### Task description
What lines below mention the word "match"? Copy each one.

### Source records
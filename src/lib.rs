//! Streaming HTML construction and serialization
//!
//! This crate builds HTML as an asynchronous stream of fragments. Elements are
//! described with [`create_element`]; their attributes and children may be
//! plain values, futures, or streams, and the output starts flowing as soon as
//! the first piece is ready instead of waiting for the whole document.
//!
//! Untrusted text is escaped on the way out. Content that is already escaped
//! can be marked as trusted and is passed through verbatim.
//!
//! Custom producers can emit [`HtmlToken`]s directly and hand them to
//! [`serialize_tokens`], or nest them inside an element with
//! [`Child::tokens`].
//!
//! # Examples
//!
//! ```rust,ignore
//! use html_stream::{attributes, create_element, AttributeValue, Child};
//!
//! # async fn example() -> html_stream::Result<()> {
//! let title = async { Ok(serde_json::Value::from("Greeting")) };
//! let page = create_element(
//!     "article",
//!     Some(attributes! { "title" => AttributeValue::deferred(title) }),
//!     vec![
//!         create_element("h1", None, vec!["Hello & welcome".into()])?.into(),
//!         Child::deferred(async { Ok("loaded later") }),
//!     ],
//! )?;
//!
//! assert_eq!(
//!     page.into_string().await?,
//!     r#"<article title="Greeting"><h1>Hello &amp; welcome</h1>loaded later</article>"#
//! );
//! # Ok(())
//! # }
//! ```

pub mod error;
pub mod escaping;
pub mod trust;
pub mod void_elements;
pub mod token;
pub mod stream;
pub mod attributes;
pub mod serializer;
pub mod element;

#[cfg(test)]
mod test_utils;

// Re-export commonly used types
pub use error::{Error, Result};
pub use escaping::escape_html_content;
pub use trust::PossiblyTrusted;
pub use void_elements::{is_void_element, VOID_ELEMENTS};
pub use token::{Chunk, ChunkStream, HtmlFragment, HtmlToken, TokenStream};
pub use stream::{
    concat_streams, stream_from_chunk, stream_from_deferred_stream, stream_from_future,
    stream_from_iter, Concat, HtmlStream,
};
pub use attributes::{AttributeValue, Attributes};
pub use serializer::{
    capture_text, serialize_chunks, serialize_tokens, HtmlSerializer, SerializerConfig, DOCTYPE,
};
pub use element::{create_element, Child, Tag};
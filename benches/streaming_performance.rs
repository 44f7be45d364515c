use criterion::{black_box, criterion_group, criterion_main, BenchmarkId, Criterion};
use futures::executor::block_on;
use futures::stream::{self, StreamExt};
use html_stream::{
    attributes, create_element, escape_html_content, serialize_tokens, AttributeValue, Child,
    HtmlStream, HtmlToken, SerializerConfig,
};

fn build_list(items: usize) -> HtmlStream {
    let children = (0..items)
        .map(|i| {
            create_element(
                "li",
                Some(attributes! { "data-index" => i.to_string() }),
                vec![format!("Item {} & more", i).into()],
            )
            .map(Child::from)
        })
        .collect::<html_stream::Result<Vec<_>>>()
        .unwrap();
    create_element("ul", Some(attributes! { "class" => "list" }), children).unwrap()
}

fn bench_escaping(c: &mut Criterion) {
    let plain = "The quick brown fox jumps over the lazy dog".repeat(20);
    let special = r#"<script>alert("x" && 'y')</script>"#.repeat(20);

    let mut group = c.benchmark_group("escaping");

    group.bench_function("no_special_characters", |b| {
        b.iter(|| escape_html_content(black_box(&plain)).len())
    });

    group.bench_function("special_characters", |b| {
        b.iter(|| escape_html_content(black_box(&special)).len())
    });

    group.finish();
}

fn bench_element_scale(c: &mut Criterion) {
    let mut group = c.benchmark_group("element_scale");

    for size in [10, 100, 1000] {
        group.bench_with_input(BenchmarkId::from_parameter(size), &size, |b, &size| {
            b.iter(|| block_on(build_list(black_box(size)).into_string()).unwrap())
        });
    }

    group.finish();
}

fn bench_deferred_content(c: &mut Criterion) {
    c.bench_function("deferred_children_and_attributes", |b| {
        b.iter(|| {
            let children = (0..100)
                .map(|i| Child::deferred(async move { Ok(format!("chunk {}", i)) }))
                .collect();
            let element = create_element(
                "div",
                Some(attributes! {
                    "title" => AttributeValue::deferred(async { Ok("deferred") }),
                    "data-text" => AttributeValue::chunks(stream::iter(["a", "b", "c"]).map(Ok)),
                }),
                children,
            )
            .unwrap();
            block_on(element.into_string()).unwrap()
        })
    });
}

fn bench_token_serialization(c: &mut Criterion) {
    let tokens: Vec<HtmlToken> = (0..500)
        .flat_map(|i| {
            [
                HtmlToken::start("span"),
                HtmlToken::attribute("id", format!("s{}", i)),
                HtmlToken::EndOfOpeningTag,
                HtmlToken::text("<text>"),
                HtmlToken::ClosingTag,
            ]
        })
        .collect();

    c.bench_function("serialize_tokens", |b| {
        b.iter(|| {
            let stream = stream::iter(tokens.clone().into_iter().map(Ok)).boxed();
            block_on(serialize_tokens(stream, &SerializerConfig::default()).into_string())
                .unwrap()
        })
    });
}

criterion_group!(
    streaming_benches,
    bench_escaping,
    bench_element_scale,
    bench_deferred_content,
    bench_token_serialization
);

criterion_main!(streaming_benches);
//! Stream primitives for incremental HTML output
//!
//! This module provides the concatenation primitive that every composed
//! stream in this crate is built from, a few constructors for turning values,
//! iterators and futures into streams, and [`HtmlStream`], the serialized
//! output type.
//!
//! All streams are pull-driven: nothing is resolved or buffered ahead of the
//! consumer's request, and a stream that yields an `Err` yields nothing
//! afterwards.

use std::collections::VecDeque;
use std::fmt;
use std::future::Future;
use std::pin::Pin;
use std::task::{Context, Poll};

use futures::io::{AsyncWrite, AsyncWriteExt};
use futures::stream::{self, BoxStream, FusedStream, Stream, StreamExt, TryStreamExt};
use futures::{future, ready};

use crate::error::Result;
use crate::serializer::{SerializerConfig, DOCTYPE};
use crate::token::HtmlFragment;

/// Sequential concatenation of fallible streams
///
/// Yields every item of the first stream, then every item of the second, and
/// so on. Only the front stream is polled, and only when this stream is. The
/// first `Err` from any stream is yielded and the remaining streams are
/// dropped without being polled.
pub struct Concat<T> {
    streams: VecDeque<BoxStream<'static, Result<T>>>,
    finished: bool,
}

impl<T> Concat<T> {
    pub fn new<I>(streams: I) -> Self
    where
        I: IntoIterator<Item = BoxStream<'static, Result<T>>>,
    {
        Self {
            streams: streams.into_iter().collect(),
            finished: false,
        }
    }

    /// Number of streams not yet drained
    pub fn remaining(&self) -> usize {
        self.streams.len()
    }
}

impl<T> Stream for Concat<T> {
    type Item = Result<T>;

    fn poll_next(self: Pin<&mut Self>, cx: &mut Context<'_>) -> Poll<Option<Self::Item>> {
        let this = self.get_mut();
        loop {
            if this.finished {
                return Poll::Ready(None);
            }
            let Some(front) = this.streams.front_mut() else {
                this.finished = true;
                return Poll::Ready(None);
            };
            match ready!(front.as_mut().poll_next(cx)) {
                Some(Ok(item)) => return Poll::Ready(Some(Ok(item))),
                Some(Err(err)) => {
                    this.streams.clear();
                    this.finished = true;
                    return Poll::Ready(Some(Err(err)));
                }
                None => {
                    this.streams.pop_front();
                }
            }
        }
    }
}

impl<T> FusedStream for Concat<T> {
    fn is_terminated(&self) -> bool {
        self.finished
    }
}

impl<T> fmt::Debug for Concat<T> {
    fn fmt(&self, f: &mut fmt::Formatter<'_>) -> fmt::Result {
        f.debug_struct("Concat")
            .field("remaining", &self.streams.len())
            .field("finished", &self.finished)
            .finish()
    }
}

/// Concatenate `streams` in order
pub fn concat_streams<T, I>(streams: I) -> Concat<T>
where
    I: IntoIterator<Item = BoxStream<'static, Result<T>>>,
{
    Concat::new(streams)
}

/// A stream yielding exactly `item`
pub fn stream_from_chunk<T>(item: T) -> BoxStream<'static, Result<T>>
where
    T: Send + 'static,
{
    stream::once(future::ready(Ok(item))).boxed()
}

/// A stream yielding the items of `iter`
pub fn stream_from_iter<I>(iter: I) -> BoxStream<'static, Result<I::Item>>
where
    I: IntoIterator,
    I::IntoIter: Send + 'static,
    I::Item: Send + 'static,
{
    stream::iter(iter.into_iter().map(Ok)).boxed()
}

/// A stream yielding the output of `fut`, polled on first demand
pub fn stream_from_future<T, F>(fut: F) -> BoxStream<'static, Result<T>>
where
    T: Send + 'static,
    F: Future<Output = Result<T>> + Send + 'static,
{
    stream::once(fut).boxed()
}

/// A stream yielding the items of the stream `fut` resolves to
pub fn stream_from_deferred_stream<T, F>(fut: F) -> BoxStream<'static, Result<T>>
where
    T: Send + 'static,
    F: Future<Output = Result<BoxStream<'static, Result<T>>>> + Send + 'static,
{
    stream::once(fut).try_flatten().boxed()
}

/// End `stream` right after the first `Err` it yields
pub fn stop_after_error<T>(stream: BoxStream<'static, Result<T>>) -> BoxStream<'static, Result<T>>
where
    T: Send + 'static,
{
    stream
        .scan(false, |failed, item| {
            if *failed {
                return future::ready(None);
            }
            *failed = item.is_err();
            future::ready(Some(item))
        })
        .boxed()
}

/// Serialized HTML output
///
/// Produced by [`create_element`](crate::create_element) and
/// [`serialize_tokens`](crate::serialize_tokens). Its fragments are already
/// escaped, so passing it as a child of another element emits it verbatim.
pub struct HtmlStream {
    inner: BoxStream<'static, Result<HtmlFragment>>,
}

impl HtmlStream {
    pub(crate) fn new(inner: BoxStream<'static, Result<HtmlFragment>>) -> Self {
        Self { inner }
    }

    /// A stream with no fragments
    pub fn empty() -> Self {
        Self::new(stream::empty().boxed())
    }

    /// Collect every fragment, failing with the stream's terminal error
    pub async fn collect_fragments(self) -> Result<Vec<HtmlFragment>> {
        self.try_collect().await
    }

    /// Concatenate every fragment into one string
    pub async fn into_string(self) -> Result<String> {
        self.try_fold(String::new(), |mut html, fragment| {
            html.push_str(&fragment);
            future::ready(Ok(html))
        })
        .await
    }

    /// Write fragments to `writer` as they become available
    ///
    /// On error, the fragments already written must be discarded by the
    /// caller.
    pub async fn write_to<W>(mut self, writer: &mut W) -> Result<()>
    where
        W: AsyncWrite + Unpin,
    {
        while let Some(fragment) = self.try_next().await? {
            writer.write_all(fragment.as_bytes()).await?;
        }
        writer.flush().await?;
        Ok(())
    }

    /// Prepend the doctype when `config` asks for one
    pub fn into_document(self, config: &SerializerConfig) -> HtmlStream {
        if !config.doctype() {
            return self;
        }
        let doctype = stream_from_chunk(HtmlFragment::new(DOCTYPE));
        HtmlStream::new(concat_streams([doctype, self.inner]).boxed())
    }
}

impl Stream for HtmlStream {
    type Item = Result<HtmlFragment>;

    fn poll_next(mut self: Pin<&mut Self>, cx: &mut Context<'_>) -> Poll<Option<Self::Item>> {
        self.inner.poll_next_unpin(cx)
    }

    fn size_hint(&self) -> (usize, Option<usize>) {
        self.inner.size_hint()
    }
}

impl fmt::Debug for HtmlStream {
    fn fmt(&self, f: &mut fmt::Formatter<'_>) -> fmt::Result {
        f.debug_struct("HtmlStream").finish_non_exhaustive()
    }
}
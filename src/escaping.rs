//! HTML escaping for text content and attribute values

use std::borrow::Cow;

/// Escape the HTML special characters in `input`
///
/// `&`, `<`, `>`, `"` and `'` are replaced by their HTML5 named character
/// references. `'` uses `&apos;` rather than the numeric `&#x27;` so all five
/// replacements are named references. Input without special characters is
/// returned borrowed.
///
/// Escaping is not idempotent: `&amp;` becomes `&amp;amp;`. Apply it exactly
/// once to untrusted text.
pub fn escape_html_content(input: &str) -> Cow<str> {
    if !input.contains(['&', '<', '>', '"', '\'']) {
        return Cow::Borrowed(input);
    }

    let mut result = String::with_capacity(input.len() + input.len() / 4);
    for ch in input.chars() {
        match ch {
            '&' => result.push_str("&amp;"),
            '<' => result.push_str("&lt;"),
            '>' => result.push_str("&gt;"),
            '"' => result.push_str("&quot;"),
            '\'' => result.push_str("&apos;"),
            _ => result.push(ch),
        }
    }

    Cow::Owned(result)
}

### Expected answer
            match ready!(front.as_mut().poll_next(cx)) {
        match ch {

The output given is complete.